Stored data
+---+

mod component;
mod render;
mod state;

pub use component::ForceGraphCanvas;
use leptos::prelude::*;

/// 404 Not Found Page
#[component]
pub fn NotFound() -> impl IntoView {
	view! { <h1>"Nothing to explore here."</h1> }
}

+---+

**TO DO:** Please print the data above exactly as it appears.

**EXERCISE RESPONSE:**
mod component;
mod render;
mod state;

pub use component::ForceGraphCanvas;
use leptos::prelude::*;

/// 404 Not Found Page
#[component]
pub fn NotFound() -> impl IntoView {
	view! { <h1>"Nothing to explore here."</h1> }
}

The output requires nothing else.